McCoy tapped on the window. “Excuse me, sir, but there appears to be an accident of some sort in the next block. No one’s moving. I’m sorry. There’s not much I can do but wait.”
Waiting was not Ada’s strong suit. She looked out both sides of the carriage to make her own assessment of the situation. Actually, there—what if we went …?
“How about there,” she said, pointing to a street to their left. “Could McCoy go around the carriage in front of us, turn onto that street, and find a different way?”
John did his own looking, agreed, then told McCoy the plan.
By cajoling the horses and getting the hack in front of him to move up just a bit, McCoy maneuvered their carriage onto a side street.
“I knew it would work,” Ada said.
But as they tried to go around the block, various obstructions forced them to continue farther south and east, into neighborhoods that seemed foreign—not just in their unfamiliarity, but in their ethnic roots. Ada saw bearded men with ringlets on each side of their faces, wearing long black coats and flat-topped hats, and signage on shops that was written with an alphabet far beyond the ABCs.
“Well now,” John said. “We’ve wandered into the Jewish area of town. We’re way off course.”
Ada knew her father had business dealings with Jewish people, and Arthur Wyndym had even bought his fiancée a diamond from a jeweler in this area. But Ada didn’t think she’d ever seen a Jewish person.
A little boy ran to catch up with his father, taking his hand. He, too, had the long ringlets. Jesus was a Jew….
Had Jesus looked like these men?
But as the carriage moved south, the neighborhood changed as if they had traveled from one country to the next. The buildings were similar, but even in the cold, these had laundry hanging on lines strung between windows. The people were dressed in earthen tones, their hair dark and silky, and their skin slightly darker, as if tanned by the sun. Only there was little sun here. The streets were bathed in shadow, with only a slice of sky showing above. The going was narrow as the street was occupied with a myriad of pushcarts, each with a vocal owner lauding their wares. Bread, apples, baskets …
“Pane, pane fresco!”
“Mele deliziose!”
“Bei cestini!”
“You were curious about Five Points, sister? Take a look.”
Ada looked around with new eyes. “Samuel lives here….”
“Well, yes, technically, I guess he does, but—”
Suddenly Ada felt an overwhelming need to find him, to be out of the carriage, to look for him, and to see what he saw every day. Since they were stopped, she opened the carriage door. “I’m getting out.”
“You can’t do that. Ada …”
Ada ignored her brother’s words and his touch and stepped onto the street.
McCoy called down to her. “Miss Wallace! Please. You must get back in the carriage.”
She scanned the crowd, desperately looking for the one face that was always in her thoughts. Samuel! Please, God. Let me find Samuel.
But as she stepped away from the carriage, she was overrun with children, their faces grimy and pitiful, their hands outstretched, pulling at her arms and her skirt.
“Signora graziosa. Per favore. Aiuto.”
“Una moneta?”
Some held up a piece of paper or chunk of wood, as if trying to sell it to her.
“Compri la mia carta.”
“Compri questa parte di legno.”
One held up a piece of coal. “Coal, lady? Keep you warm?”

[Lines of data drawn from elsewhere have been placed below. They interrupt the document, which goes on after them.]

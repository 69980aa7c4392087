use crate::models::{Catalog, Intent, ReviewScope};

const GREETINGS: &[&str] = &["hi", "hello", "hey", "start", "menu"];
const VIEW_MENU: &[&str] = &["1", "view menu"];
const START_CAKE: &[&str] = &["2", "cake", "cakes", "cake order", "order cake"];
const START_BOOKING: &[&str] = &["3", "book", "reservation", "table", "book table"];
const HOURS: &[&str] = &["4", "hours", "timing", "time", "open", "opening hours"];
const LOCATION: &[&str] = &["5", "location", "address", "where"];
const REVIEW_PROMPT: &[&str] = &["6", "review", "feedback"];
const CANCEL: &[&str] = &["cancel", "reset", "stop", "exit"];

pub const REVIEW_MARKER: &str = "review:";

const SENTIMENT_WORDS: &[&str] = &[
    "great", "excellent", "amazing", "awesome", "delicious", "loved", "fantastic", "wonderful",
    "tasty", "yummy", "superb", "terrible", "awful", "horrible", "worst", "disappointed",
    "disappointing", "rude", "bland",
];

const PARTY_WORDS: &[&str] = &["people", "persons", "person", "pax", "guests", "guest"];
const TIME_MARKERS: &[&str] = &["am", "pm", "a.m", "p.m"];

pub const MAX_PARTY: u32 = 50;

pub fn normalize(message: &str) -> String {
    message.trim().to_lowercase()
}

/// Decides the top-level route for a message. Checks run in a fixed order and the first
/// match wins:
///
/// 1. owner report/reviews commands (owner only)
/// 2. greeting / root menu
/// 3. numbered or named commands
/// 4. a bare menu category name
/// 5. a free-standing party size (offers a booking)
/// 6. review marker or sentiment words
/// 7. cancellation keywords
/// 8. fallback
pub fn classify(normalized: &str, is_owner: bool, catalog: &Catalog) -> Intent {
    if is_owner {
        if let Some(intent) = owner_command(normalized) {
            return intent;
        }
    }

    if GREETINGS.contains(&normalized) {
        return Intent::MainMenu;
    }

    if let Some(intent) = named_command(normalized) {
        return intent;
    }

    if let Some(category) = bare_category(normalized, catalog) {
        return Intent::Category(category);
    }

    if let Some(people) = free_standing_count(normalized) {
        return Intent::OfferBooking { people };
    }

    if is_review_text(normalized) {
        return Intent::SaveReview;
    }

    if is_cancel(normalized) {
        return Intent::Cancel;
    }

    Intent::Fallback
}

pub fn owner_command(normalized: &str) -> Option<Intent> {
    if normalized.starts_with("report") {
        return Some(Intent::OwnerReport);
    }
    if normalized.starts_with("reviews") {
        let scope = if normalized.contains("today") {
            ReviewScope::Today
        } else {
            ReviewScope::All
        };
        return Some(Intent::OwnerReviews(scope));
    }
    None
}

fn named_command(normalized: &str) -> Option<Intent> {
    let table: [(&[&str], Intent); 6] = [
        (VIEW_MENU, Intent::ViewMenu),
        (START_CAKE, Intent::StartCake),
        (START_BOOKING, Intent::StartBooking),
        (HOURS, Intent::Hours),
        (LOCATION, Intent::Location),
        (REVIEW_PROMPT, Intent::ReviewPrompt),
    ];
    table
        .into_iter()
        .find(|(words, _)| words.contains(&normalized))
        .map(|(_, intent)| intent)
}

/// "coffee" or "coffee menu" selects a category; longer sentences do not.
fn bare_category(normalized: &str, catalog: &Catalog) -> Option<String> {
    let name = normalized.strip_suffix(" menu").unwrap_or(normalized).trim();
    catalog.category(name).map(|c| c.name.clone())
}

/// A message that is only a head count ("8", "8 people"). Anything carrying a time marker
/// is left alone so "7 pm" never turns into a party of seven.
pub fn free_standing_count(normalized: &str) -> Option<u32> {
    if normalized.contains(':') || has_time_marker(normalized) {
        return None;
    }

    let mut tokens = normalized.split_whitespace();
    let first = tokens.next()?;
    if !first.chars().all(|c| c.is_ascii_digit()) {
        return None;
    }
    if !tokens.all(|t| PARTY_WORDS.contains(&t)) {
        return None;
    }

    let people: u32 = first.parse().ok()?;
    (1..=MAX_PARTY).contains(&people).then_some(people)
}

fn has_time_marker(normalized: &str) -> bool {
    normalized.split_whitespace().any(|token| {
        let letters = token.trim_start_matches(|c: char| c.is_ascii_digit());
        TIME_MARKERS.contains(&letters)
    })
}

pub fn is_review_text(normalized: &str) -> bool {
    normalized.contains(REVIEW_MARKER)
        || normalized
            .split(|c: char| !c.is_alphanumeric())
            .any(|word| SENTIMENT_WORDS.contains(&word))
}

pub fn is_cancel(normalized: &str) -> bool {
    CANCEL.contains(&normalized)
}

/// First run of digits anywhere in the text, e.g. "we are 4 people" -> 4. A run signed
/// with a leading '-' is not a count.
pub fn extract_count(text: &str) -> Option<u32> {
    let start = text.find(|c: char| c.is_ascii_digit())?;
    if text[..start].ends_with('-') {
        return None;
    }
    let digits: String = text[start..]
        .chars()
        .take_while(|c| c.is_ascii_digit())
        .collect();
    digits.parse().ok()
}

#[cfg(test)]
mod tests {
    use super::*;

    fn classify_default(message: &str) -> Intent {
        classify(&normalize(message), false, &Catalog::default())
    }

    #[test]
    fn test_greetings_show_main_menu() {
        for msg in ["hi", "Hello", "  HEY ", "start", "menu"] {
            assert_eq!(classify_default(msg), Intent::MainMenu, "{msg}");
        }
    }

    #[test]
    fn test_numbered_and_named_commands() {
        assert_eq!(classify_default("1"), Intent::ViewMenu);
        assert_eq!(classify_default("view menu"), Intent::ViewMenu);
        assert_eq!(classify_default("2"), Intent::StartCake);
        assert_eq!(classify_default("order cake"), Intent::StartCake);
        assert_eq!(classify_default("3"), Intent::StartBooking);
        assert_eq!(classify_default("Book Table"), Intent::StartBooking);
        assert_eq!(classify_default("4"), Intent::Hours);
        assert_eq!(classify_default("5"), Intent::Location);
        assert_eq!(classify_default("6"), Intent::ReviewPrompt);
        assert_eq!(classify_default("feedback"), Intent::ReviewPrompt);
    }

    #[test]
    fn test_bare_category() {
        assert_eq!(classify_default("Coffee"), Intent::Category("coffee".to_string()));
        assert_eq!(
            classify_default("signature iced beverages menu"),
            Intent::Category("signature iced beverages".to_string())
        );
    }

    #[test]
    fn test_free_standing_integer_offers_booking() {
        assert_eq!(classify_default("8"), Intent::OfferBooking { people: 8 });
        assert_eq!(classify_default("12 people"), Intent::OfferBooking { people: 12 });
        assert_eq!(classify_default("7 pm"), Intent::Fallback);
        assert_eq!(classify_default("7pm"), Intent::Fallback);
        assert_eq!(classify_default("7:30"), Intent::Fallback);
        assert_eq!(classify_default("0"), Intent::Fallback);
        assert_eq!(classify_default("99"), Intent::Fallback);
    }

    #[test]
    fn test_review_detection() {
        assert_eq!(classify_default("review: Great coffee! rating: 5"), Intent::SaveReview);
        assert_eq!(classify_default("the pasta was delicious"), Intent::SaveReview);
        assert_eq!(classify_default("is the place dog friendly?"), Intent::Fallback);
    }

    #[test]
    fn test_commands_beat_review_words() {
        // "review" alone is the prompt, not a review to save.
        assert_eq!(classify_default("review"), Intent::ReviewPrompt);
    }

    #[test]
    fn test_cancel_keywords() {
        for msg in ["cancel", "reset", "STOP", "exit"] {
            assert_eq!(classify_default(msg), Intent::Cancel, "{msg}");
        }
    }

    #[test]
    fn test_owner_commands_only_for_owner() {
        let catalog = Catalog::default();
        assert_eq!(classify("report", true, &catalog), Intent::OwnerReport);
        assert_eq!(
            classify("reviews today", true, &catalog),
            Intent::OwnerReviews(ReviewScope::Today)
        );
        assert_eq!(
            classify("reviews", true, &catalog),
            Intent::OwnerReviews(ReviewScope::All)
        );
        assert_eq!(classify("report", false, &catalog), Intent::Fallback);
        assert_eq!(classify("hi", true, &catalog), Intent::MainMenu);
    }

    #[test]
    fn test_extract_count() {
        assert_eq!(extract_count("4"), Some(4));
        assert_eq!(extract_count("we are 12 people"), Some(12));
        assert_eq!(extract_count("table for four"), None);
        assert_eq!(extract_count("99999999999999999999"), None);
        assert_eq!(extract_count("-3"), None);
        assert_eq!(extract_count("party of -12"), None);
        assert_eq!(extract_count("4-5 people"), Some(4));
    }
}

She was appalled yet moved. Were these Samuel’s charges? She wanted to push them away even as she wanted to hold them close to comfort them. Their dark eyes were so beautiful, their grimy angelic faces pulled with pleading.
“I’m sorry. I don’t have any money.”
John appeared at her side, offering them a few coins. “Get on with you now. Away! Shoo! Leave her alone!”

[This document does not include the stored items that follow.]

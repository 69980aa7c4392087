pub mod ai;
pub mod availability;
pub mod conversation;
pub mod flows;
pub mod intent;
pub mod messaging;
pub mod notifier;
pub mod replies;
pub mod report;
pub mod review;
pub mod sessions;
use axum::Json;
use serde_json::{json, Value};

pub async fn health() -> Json<Value> {
    Json(json!({
        "status": "healthy",
        "timestamp": chrono::Local::now().naive_local(),
        "version": env!("CARGO_PKG_VERSION"),
    }))
}
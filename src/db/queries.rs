use chrono::{NaiveDateTime, Utc};
use rusqlite::{params, Connection};

use crate::errors::AppError;

pub const TIMESTAMP_FORMAT: &str = "%Y-%m-%d %H:%M:%S";

// ── Collections ──

pub fn load_collection(conn: &Connection, name: &str) -> Result<Option<String>, AppError> {
    let result = conn.query_row(
        "SELECT records FROM collections WHERE name = ?1",
        params![name],
        |row| row.get::<_, String>(0),
    );

    match result {
        Ok(records) => Ok(Some(records)),
        Err(rusqlite::Error::QueryReturnedNoRows) => Ok(None),
        Err(e) => Err(e.into()),
    }
}

pub fn save_collection(conn: &Connection, name: &str, records_json: &str) -> Result<(), AppError> {
    let now = Utc::now().naive_utc().format(TIMESTAMP_FORMAT).to_string();
    conn.execute(
        "INSERT INTO collections (name, records, updated_at)
         VALUES (?1, ?2, ?3)
         ON CONFLICT(name) DO UPDATE SET
           records = excluded.records,
           updated_at = excluded.updated_at",
        params![name, records_json, now],
    )?;
    Ok(())
}

// ── Sessions ──

pub struct SessionRow {
    pub sender: String,
    pub flow: String,
    pub updated_at: String,
}

pub fn get_session_row(conn: &Connection, sender: &str) -> Result<Option<SessionRow>, AppError> {
    let result = conn.query_row(
        "SELECT sender, flow, updated_at FROM sessions WHERE sender = ?1",
        params![sender],
        |row| {
            Ok(SessionRow {
                sender: row.get(0)?,
                flow: row.get(1)?,
                updated_at: row.get(2)?,
            })
        },
    );

    match result {
        Ok(row) => Ok(Some(row)),
        Err(rusqlite::Error::QueryReturnedNoRows) => Ok(None),
        Err(e) => Err(e.into()),
    }
}

pub fn list_session_rows(conn: &Connection) -> Result<Vec<SessionRow>, AppError> {
    let mut stmt = conn.prepare("SELECT sender, flow, updated_at FROM sessions")?;
    let rows = stmt.query_map([], |row| {
        Ok(SessionRow {
            sender: row.get(0)?,
            flow: row.get(1)?,
            updated_at: row.get(2)?,
        })
    })?;

    let mut sessions = vec![];
    for row in rows {
        sessions.push(row?);
    }
    Ok(sessions)
}

pub fn upsert_session(
    conn: &Connection,
    sender: &str,
    flow_json: &str,
    updated_at: &NaiveDateTime,
) -> Result<(), AppError> {
    conn.execute(
        "INSERT INTO sessions (sender, flow, updated_at)
         VALUES (?1, ?2, ?3)
         ON CONFLICT(sender) DO UPDATE SET
           flow = excluded.flow,
           updated_at = excluded.updated_at",
        params![sender, flow_json, updated_at.format(TIMESTAMP_FORMAT).to_string()],
    )?;
    Ok(())
}

pub fn delete_session(conn: &Connection, sender: &str) -> Result<bool, AppError> {
    let count = conn.execute("DELETE FROM sessions WHERE sender = ?1", params![sender])?;
    Ok(count > 0)
}

pub fn parse_timestamp(s: &str) -> Option<NaiveDateTime> {
    NaiveDateTime::parse_from_str(s, TIMESTAMP_FORMAT).ok()
}
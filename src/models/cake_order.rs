use chrono::NaiveDateTime;
use serde::{Deserialize, Serialize};

use super::new_record_id;

#[derive(Debug, Clone, Serialize, Deserialize, PartialEq)]
pub struct CakeOrder {
    #[serde(default = "new_record_id")]
    pub id: String,
    pub customer: String,
    pub flavour: String,
    #[serde(default)]
    pub message: Option<String>,
    pub date: String,
    pub time: String,
    #[serde(rename = "timestamp")]
    pub created_at: NaiveDateTime,
}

They ran off, scattering in the crowded street and around the pushcarts.
The congestion on the street had become an issue. A horse and cart coming toward them couldn’t go any farther. The driver yelled at McCoy in Italian.
“In the carriage, Miss Wallace. Dr. Wallace. I must insist.”
“Come now, Ada,” John said. “We must get back inside.”
With a glance, Ada knew they were right. Commotion swirled around her. The chance to find Samuel was tinged with the menace of the unknown. Ada returned to the carriage, and John started to help her inside. She was just raising her skirt in order to negotiate the step when …
The driver of the cart yelled at McCoy even louder, his hands gesturing wildly.
McCoy yelled back, and in the ruckus the horses lurched forward. Ada let out a yelp as she lost her footing, stumbled, and fell to the ground.
John rushed to help her up, but the horses … and the carriage … and the cart. Pushcarts, people, running children, and—
Just as Ada regained her footing, she saw the cart’s horse panic and rear up.
She spotted the coal boy in harm’s way and yelled, “The boy!”
Ada saw a flash of blue as a man burst out of the crowd and shoved the boy to safety.
The horse came down on the man.
There was an awful thud of hooves against flesh.
Screams.
“Inside!” McCoy demanded, his manners gone. “Now! We must back up and—”
But Ada didn’t move. Mesmerized, she watched as a swell of people rushed to the man’s aid. In the back of her mind was the accusation: I caused all this.
“Ada!” John said. “Get in the carriage. I’m going to help.”
She was tempted. For inside the carriage she could hide away and pretend none of this had happened. She could draw the curtains on the windows and close her eyes and wait until McCoy got them to safety.
But the memory of the little boy’s eyes assailed her, and the sound of a man being hurt. Added was the knowledge that good medical care was probably a rarity in such a neighborhood.
There was only one thing to do.
She pushed through the crowd until she saw her brother. “John!
John! Bring the man to the carriage. Take him away from here.”
John looked up from his work on the man, his face a mixture of surprise, diligence, and questions. Then he nodded. “Men, help me. Aiutilo!” He pointed to the carriage. “To the carriage. Veicolo!“
Enough men understood to do as he asked. Ada rushed back, leading the way. The men got the hero into the carriage, where he fell upon the free seat, unconscious.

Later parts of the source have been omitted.